» **Problem requirements**
Using the data below, return every line that holds the word "measurements".

» **Data provided**
//! The floor-plan document model.
//!
//! Two views of a plan exist. The typed [`Plan`] is what the editor works
//! with. Raw `serde_json::Value` documents are what loaders hand in: they may
//! be missing collections or carry legacy shapes, so [`migrate_plan`] and
//! [`validate_plan`] operate on them before anything is deserialized.

mod entities;
mod id;
mod migrate;
mod validate;

pub use entities::{
    Annotation, Column, DEFAULT_DOOR_TYPE, DEFAULT_WINDOW_TYPE, Dimension, Furniture, Opening,
    Room, Scale3, Stairs, Wall,
};
pub use id::generate_id;
pub use migrate::{AnnotationSet, migrate_plan};
pub use validate::{ValidationResult, validate_plan};

use crate::error::{HistoryError, PlanError};
use crate::history::{Snapshot, StateHost};
use serde::{Deserialize, Serialize};
use serde_json::Value;

/// Schema version written by [`create_default_plan`] and [`migrate_plan`].
pub const CURRENT_SCHEMA_VERSION: u32 = 2;
/// Default storey height in meters.
pub const DEFAULT_FLOOR_HEIGHT: f64 = 2.8;
/// Default wall thickness in meters.
pub const DEFAULT_WALL_THICKNESS: f64 = 0.15;

/// Entity collections of a plan with the id prefix used for each.
pub(crate) const COLLECTIONS: [(&str, &str); 9] = [
    ("walls", "wall"),
    ("rooms", "room"),
    ("doors", "door"),
    ("windows", "window"),
    ("dimensions", "dim"),
    ("annotations", "note"),
    ("furniture", "furn"),
    ("stairs", "stairs"),
    ("columns", "col"),
];

/// Length unit used for display. Geometry is always stored in meters.
#[derive(Debug, Clone, Copy, PartialEq, Eq, Default, Serialize, Deserialize)]
#[serde(rename_all = "lowercase")]
pub enum Units {
    #[default]
    Meters,
    Centimeters,
    Feet,
}

/// A floor-plan document.
///
/// Collection order is insertion order. It decides rendering order and
/// breaks ties in hit testing, so collections are never reordered.
#[derive(Debug, Clone, PartialEq, Serialize, Deserialize)]
#[serde(rename_all = "camelCase")]
pub struct Plan {
    pub id: String,
    pub name: String,
    #[serde(default)]
    pub schema_version: u32,
    #[serde(default)]
    pub units: Units,
    #[serde(default = "default_floor_height")]
    pub floor_height: f64,
    #[serde(default = "default_wall_thickness")]
    pub wall_thickness: f64,
    #[serde(default)]
    pub walls: Vec<Wall>,
    #[serde(default)]
    pub rooms: Vec<Room>,
    #[serde(default)]
    pub doors: Vec<Opening>,
    #[serde(default)]
    pub windows: Vec<Opening>,
    #[serde(default)]
    pub dimensions: Vec<Dimension>,
    #[serde(default)]
    pub annotations: Vec<Annotation>,
    #[serde(default)]
    pub furniture: Vec<Furniture>,
    #[serde(default)]
    pub stairs: Vec<Stairs>,
    #[serde(default)]
    pub columns: Vec<Column>,
}

fn default_floor_height() -> f64 {
    DEFAULT_FLOOR_HEIGHT
}

fn default_wall_thickness() -> f64 {
    DEFAULT_WALL_THICKNESS
}

/// Create an empty plan at the current schema version.
pub fn create_default_plan(name: &str) -> Plan {
    Plan {
        id: generate_id("plan"),
        name: name.to_string(),
        schema_version: CURRENT_SCHEMA_VERSION,
        units: Units::default(),
        floor_height: DEFAULT_FLOOR_HEIGHT,
        wall_thickness: DEFAULT_WALL_THICKNESS,
        walls: Vec::new(),
        rooms: Vec::new(),
        doors: Vec::new(),
        windows: Vec::new(),
        dimensions: Vec::new(),
        annotations: Vec::new(),
        furniture: Vec::new(),
        stairs: Vec::new(),
        columns: Vec::new(),
    }
}

impl Default for Plan {
    fn default() -> Self {
        create_default_plan("Untitled")
    }
}

impl Plan {
    /// Migrate a raw document and deserialize it.
    pub fn from_value(value: Value) -> Result<Self, PlanError> {
        if !value.is_object() {
            return Err(PlanError::NotAnObject);
        }
        Ok(serde_json::from_value(migrate_plan(value))?)
    }

    /// Parse, migrate and deserialize a JSON document.
    pub fn from_json(json: &str) -> Result<Self, PlanError> {
        Self::from_value(serde_json::from_str(json)?)
    }

    pub fn to_value(&self) -> Result<Value, PlanError> {
        Ok(serde_json::to_value(self)?)
    }

    pub fn to_json(&self) -> Result<String, PlanError> {
        Ok(serde_json::to_string_pretty(self)?)
    }

    /// Run [`validate_plan`] on this plan's serialized form.
    pub fn validate(&self) -> ValidationResult {
        match self.to_value() {
            Ok(value) => validate_plan(&value),
            Err(e) => {
                ValidationResult::from_errors(vec![format!("Plan could not be serialized: {e}")])
            }
        }
    }

    pub fn wall(&self, id: &str) -> Option<&Wall> {
        self.walls.iter().find(|w| w.id == id)
    }

    /// Doors and windows hosted by the given wall, doors first.
    pub fn openings_on_wall<'a>(
        &'a self,
        wall_id: &'a str,
    ) -> impl Iterator<Item = &'a Opening> + 'a {
        self.doors
            .iter()
            .chain(self.windows.iter())
            .filter(move |o| o.wall_id == wall_id)
    }

    /// Total number of entities across all collections.
    pub fn len(&self) -> usize {
        self.walls.len()
            + self.rooms.len()
            + self.doors.len()
            + self.windows.len()
            + self.dimensions.len()
            + self.annotations.len()
            + self.furniture.len()
            + self.stairs.len()
            + self.columns.len()
    }

    pub fn is_empty(&self) -> bool {
        self.len() == 0
    }
}

impl StateHost for Plan {
    fn capture_state(&self) -> Result<Snapshot, HistoryError> {
        serde_json::to_string(self)
            .map(Snapshot::new)
            .map_err(|e| HistoryError::Capture(e.to_string()))
    }

    fn restore_state(&mut self, snapshot: &Snapshot) -> Result<(), HistoryError> {
        *self = serde_json::from_str(snapshot.as_str())
            .map_err(|e| HistoryError::Restore(e.to_string()))?;
        Ok(())
    }
}

#[cfg(test)]
mod tests {
    use super::*;
    use kurbo::Point;
    use serde_json::json;

    #[test]
    fn test_default_plan() {
        let plan = create_default_plan("Ground floor");
        assert_eq!(plan.name, "Ground floor");
        assert!(plan.id.starts_with("plan_"));
        assert_eq!(plan.schema_version, CURRENT_SCHEMA_VERSION);
        assert_eq!(plan.units, Units::Meters);
        assert!((plan.wall_thickness - DEFAULT_WALL_THICKNESS).abs() < f64::EPSILON);
        assert!((plan.floor_height - DEFAULT_FLOOR_HEIGHT).abs() < f64::EPSILON);
        assert!(plan.is_empty());
    }

    #[test]
    fn test_default_plan_serializes_all_collections() {
        let value = create_default_plan("A").to_value().unwrap();
        for (key, _) in COLLECTIONS {
            assert_eq!(value[key], json!([]), "collection {key}");
        }
        assert_eq!(value["schemaVersion"], json!(CURRENT_SCHEMA_VERSION));
    }

    #[test]
    fn test_from_json_migrates_legacy_document() {
        let json = r#"{
            "id": "p1",
            "name": "Legacy",
            "walls": [{ "start": { "x": 0, "y": 0 }, "end": { "x": 5, "y": 0 } }],
            "annotations": { "notes": [{ "id": "n1", "text": "hi" }], "measurements": [] }
        }"#;
        let plan = Plan::from_json(json).unwrap();
        assert_eq!(plan.schema_version, CURRENT_SCHEMA_VERSION);
        assert_eq!(plan.walls.len(), 1);
        assert!(plan.walls[0].id.starts_with("wall_"));
        assert_eq!(plan.annotations.len(), 1);
        assert_eq!(plan.annotations[0].text, "hi");
    }

    #[test]
    fn test_from_json_tolerates_odd_annotations() {
        let json = r#"{
            "id": "p1",
            "name": "A",
            "annotations": { "notes": null, "measurements": [{ "id": "m1" }] }
        }"#;
        let plan = Plan::from_json(json).unwrap();
        assert_eq!(plan.annotations.len(), 1);
        assert_eq!(plan.annotations[0].id, "m1");

        let plan =
            Plan::from_json(r#"{ "id": "p1", "name": "A", "annotations": "legacy" }"#).unwrap();
        assert!(plan.annotations.is_empty());
    }

    #[test]
    fn test_from_json_accepts_numeric_ids() {
        let json = r#"{
            "id": "p1",
            "name": "Numeric",
            "walls": [{ "id": 7, "start": { "x": 0, "y": 0 }, "end": { "x": 5, "y": 0 } }],
            "doors": [{ "id": 3, "wallId": 7, "position": 1.0 }]
        }"#;
        let plan = Plan::from_json(json).unwrap();
        assert_eq!(plan.walls[0].id, "7");
        assert_eq!(plan.doors[0].id, "3");
        assert_eq!(plan.openings_on_wall("7").count(), 1);
        assert!(plan.validate().valid);
    }

    #[test]
    fn test_from_json_keeps_opening_without_wall() {
        let plan = Plan::from_json(r#"{ "id": "p1", "name": "A", "doors": [{ "id": "d1" }] }"#)
            .unwrap();
        assert_eq!(plan.doors[0].wall_id, "");
        assert_eq!(plan.validate().errors, vec!["Door d1 has no wallId".to_string()]);
    }

    #[test]
    fn test_from_json_rejects_non_object() {
        assert!(matches!(Plan::from_json("[1, 2]"), Err(PlanError::NotAnObject)));
        assert!(matches!(Plan::from_json("{"), Err(PlanError::Json(_))));
    }

    #[test]
    fn test_json_roundtrip_preserves_order() {
        let mut plan = create_default_plan("Order");
        plan.walls.push(Wall::new("b", Point::new(0.0, 0.0), Point::new(1.0, 0.0)));
        plan.walls.push(Wall::new("a", Point::new(1.0, 0.0), Point::new(1.0, 1.0)));

        let loaded = Plan::from_json(&plan.to_json().unwrap()).unwrap();
        assert_eq!(loaded, plan);
    }

    #[test]
    fn test_openings_on_wall() {
        let mut plan = create_default_plan("Openings");
        plan.walls.push(Wall::new("w1", Point::new(0.0, 0.0), Point::new(5.0, 0.0)));
        plan.doors.push(Opening::door("d1", "w1", 1.0, 0.9));
        plan.doors.push(Opening::door("d2", "w2", 1.0, 0.9));
        plan.windows.push(Opening::window("win1", "w1", 3.0, 1.2));

        let ids: Vec<&str> = plan.openings_on_wall("w1").map(|o| o.id.as_str()).collect();
        assert_eq!(ids, vec!["d1", "win1"]);
        assert!(plan.wall("w1").is_some());
        assert!(plan.wall("w2").is_none());
    }

    #[test]
    fn test_state_host_roundtrip() {
        let mut plan = create_default_plan("History");
        let snapshot = plan.capture_state().unwrap();
        plan.columns.push(Column { id: "c1".into(), position: Point::new(1.0, 1.0), size: 0.4 });

        plan.restore_state(&snapshot).unwrap();
        assert!(plan.columns.is_empty());
    }
}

» **Exercise response**
            "annotations": { "notes": [{ "id": "n1", "text": "hi" }], "measurements": [] }
            "annotations": { "notes": null, "measurements": [{ "id": "m1" }] }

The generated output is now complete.